Last Thursday, my son entered vision therapy.  He has what is commonly known as a “lazy eye”, but is more properly called a “wandering eye”.  His eyes don’t always lock on to whatever he is looking at.  Instead, one of his eyes will (occasionally, but not always) drift to the side and shut off.  His brain doesn’t interpret the signals from that eye.

We had two sessions of tests to diagnose the specific problems: $350.

We will have 28 weekly sessions of therapy @ $140 per session:  $3920

There is an equipment fee: $85

That’s a total of $4355 over the next 7 months.

Insurance covers some of it, but the therapist is out-of-network, so it’s “pay first, get reimbursed later from the insurance company”.  If we pay up front, we get 1 session free, bringing the price to $4215, minus insurance.

I have a health savings account that I have been trying to max out to cover this, to make my payments all pre-tax.  I haven’t been able to get enough in there, yet.  In fact, since I don’t have my kids on my insurance, my maximum HSA contribution is $3050.

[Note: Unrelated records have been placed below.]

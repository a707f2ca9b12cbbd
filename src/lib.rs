//! Inbreeding: pedigree editing and Wright's coefficient of inbreeding
//!
//! A pedigree records the ancestry of one subject individual. Individuals
//! that recur in several branches are kept identical by replication, and
//! the coefficient of inbreeding is computed by enumerating the paths
//! through every common ancestor.

pub mod coefficient;
pub mod config;
pub mod engine;
pub mod error;
pub mod pedigree;

#[cfg(target_arch = "wasm32")]
pub mod wasm;

pub use coefficient::{format_percent, Breakdown, Calculator, InbreedingPath};
pub use config::EngineConfig;
pub use engine::{EditReport, InbreedingEngine, ReplicationReport};
pub use error::{PedigreeError, Result};
pub use pedigree::{Code, Individual, Parent, Pedigree, MAX_GENS};
//! Breakdown of a coefficient by common ancestor
//!
//! Paths are grouped per ancestor; each group lists its distinct path
//! values with their counts. Ancestors are ordered by descending
//! contribution (ties by name), path values in descending order.

use std::fmt;

use serde::{Deserialize, Serialize};

use super::calculator::InbreedingPath;

/// Paths through one ancestor that share the same value
#[derive(Debug, Clone, PartialEq, Serialize, Deserialize)]
pub struct PathValue {
    pub value: f64,
    pub num_paths: usize,
}

/// Everything one common ancestor contributes
#[derive(Debug, Clone, PartialEq, Serialize, Deserialize)]
pub struct AncestorContribution {
    pub name: String,
    pub coefficient: f64,
    pub num_paths: usize,
    pub path_values: Vec<PathValue>,
}

impl AncestorContribution {
    /// Whether per-value detail is worth showing.
    pub fn has_multiple_paths(&self) -> bool {
        self.num_paths > 1
    }
}

/// Result of a top-level calculation
#[derive(Debug, Clone, Default, PartialEq, Serialize, Deserialize)]
pub struct Breakdown {
    pub coefficient: f64,
    pub ancestors: Vec<AncestorContribution>,
}

impl Breakdown {
    /// Group paths by ancestor and order them for reporting
    pub fn from_paths(paths: &[InbreedingPath]) -> Self {
        let mut sorted: Vec<&InbreedingPath> = paths.iter().collect();
        sorted.sort_by(|a, b| {
            a.ancestor
                .cmp(&b.ancestor)
                .then_with(|| b.value.total_cmp(&a.value))
        });

        let mut ancestors: Vec<AncestorContribution> = Vec::new();
        for path in sorted {
            match ancestors.last_mut() {
                Some(current) if current.name == path.ancestor => {
                    current.num_paths += 1;
                    match current.path_values.last_mut() {
                        Some(last) if last.value == path.value => last.num_paths += 1,
                        _ => current.path_values.push(PathValue {
                            value: path.value,
                            num_paths: 1,
                        }),
                    }
                }
                _ => ancestors.push(AncestorContribution {
                    name: path.ancestor.clone(),
                    coefficient: 0.0,
                    num_paths: 1,
                    path_values: vec![PathValue {
                        value: path.value,
                        num_paths: 1,
                    }],
                }),
            }
        }

        for ancestor in &mut ancestors {
            ancestor.coefficient = ancestor
                .path_values
                .iter()
                .fold(0.0, |total, pv| total + pv.value * pv.num_paths as f64);
        }
        ancestors.sort_by(|a, b| {
            b.coefficient
                .total_cmp(&a.coefficient)
                .then_with(|| a.name.cmp(&b.name))
        });

        let coefficient = ancestors.iter().fold(0.0, |total, a| total + a.coefficient);
        Self {
            coefficient,
            ancestors,
        }
    }

    /// Whether any inbreeding path was found
    pub fn is_inbred(&self) -> bool {
        self.coefficient > 0.0
    }

    /// Contribution of the named ancestor, if it is a common ancestor
    pub fn ancestor(&self, name: &str) -> Option<&AncestorContribution> {
        self.ancestors.iter().find(|a| a.name == name)
    }

    /// Total number of inbreeding paths
    pub fn num_paths(&self) -> usize {
        self.ancestors.iter().map(|a| a.num_paths).sum()
    }

    /// Multi-line report with percentages at `digits` digits.
    pub fn report(&self, digits: usize) -> String {
        let mut lines = vec![format!("F = {}%", format_percent(self.coefficient, digits))];
        for ancestor in &self.ancestors {
            lines.push(format!(
                "{}% through {} ({} path{})",
                format_percent(ancestor.coefficient, digits),
                ancestor.name,
                ancestor.num_paths,
                if ancestor.has_multiple_paths() { "s" } else { "" }
            ));
            if ancestor.has_multiple_paths() {
                for pv in &ancestor.path_values {
                    lines.push(format!("  {}% × {}", format_percent(pv.value, digits), pv.num_paths));
                }
            }
        }
        lines.join("\n")
    }
}

/// `{:.N}` picks the number of digits; two by default.
impl fmt::Display for Breakdown {
    fn fmt(&self, f: &mut fmt::Formatter<'_>) -> fmt::Result {
        f.write_str(&self.report(f.precision().unwrap_or(2)))
    }
}

/// Format a fraction as a percentage: `digits` decimal places once the
/// percentage reaches 1, otherwise `digits` significant digits.
pub fn format_percent(fraction: f64, digits: usize) -> String {
    // Adding 0.0 turns a negative zero into a positive one.
    let percent = fraction * 100.0 + 0.0;
    if percent >= 1.0 {
        return format!("{:.*}", digits, percent);
    }
    let digits = digits.max(1) as i32;
    if percent == 0.0 {
        return format!("{:.*}", (digits - 1) as usize, percent);
    }
    let mut magnitude = percent.abs().log10().floor() as i32;
    // Rounding may carry into the next power of ten (0.0999 -> 0.10).
    let scaled = (percent.abs() * 10f64.powi(digits - 1 - magnitude)).round();
    if scaled >= 10f64.powi(digits) {
        magnitude += 1;
    }
    let decimals = (digits - 1 - magnitude).max(0) as usize;
    format!("{:.*}", decimals, percent)
}
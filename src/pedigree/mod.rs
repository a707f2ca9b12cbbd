//! Pedigree: the ancestry tree of one subject individual
//!
//! Individuals are addressed by [`Code`]s, paths of sire/dam steps from the
//! subject. The [`Pedigree`] store keeps the tree, an [`AncestorIndex`] of
//! name -> codes, and a per-generation registry mutually consistent.

mod code;
mod index;
mod individual;
mod store;

pub use code::{Code, Parent, MAX_GENS};
pub use index::AncestorIndex;
pub use individual::Individual;
pub use store::{ParentageConflict, Pedigree};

Since finding out that vision therapy was going to be necessary, I have managed to save $1000 in cash, and about $1500 in my HSA.   That’s $2500 of a $4215 bill, leaving $1715 that I still need to be able to cover.

Here is my plan:

We’re charging the entire $4215 at 11.9% interest on a card with a 2% travel rewards program.  This will give me $84.30 worth of travel rewards good for reimbursing any travel expenses.

I will immediately pay off $1000 from cash savings.

I will also immediately file for an insurance reimbursement, which will cover 80% – $500, or $2972 minus a bit.   Our insurance got a waiver on the pseudo-wonderful healthcare fraud act on the grounds that the plan sucks so bad that it would cost too much to comply with the law.  No joke.  I’m expecting about a $2500 reimbursement, and I have no idea how long that takes.

In 6 weeks, when I have maxed out my HSA contributions for the year, I will file for an HSA reimbursement for about $2500, leaving about $500 to cover some medical costs for the rest of the year.   Vision therapy doesn’t count against my deductible, since my kids are on my wife’s insurance plan.

Starting in June, my debt snowball will no longer be going to max out my HSA and will instead go straight to this card, to finish paying it off as quickly as possible.   That’s $750 per month.

Any money from any side work will also go towards this bill, but I don’t budget for that, because it isn’t reliable money.

The projected results:

$3215 on the credit card for 6 weeks @ 11.9% = $50 in interest payments.

After the HSA reimbursement, there will be $715 left to pay, which will be paid off in June for another $10 in interest.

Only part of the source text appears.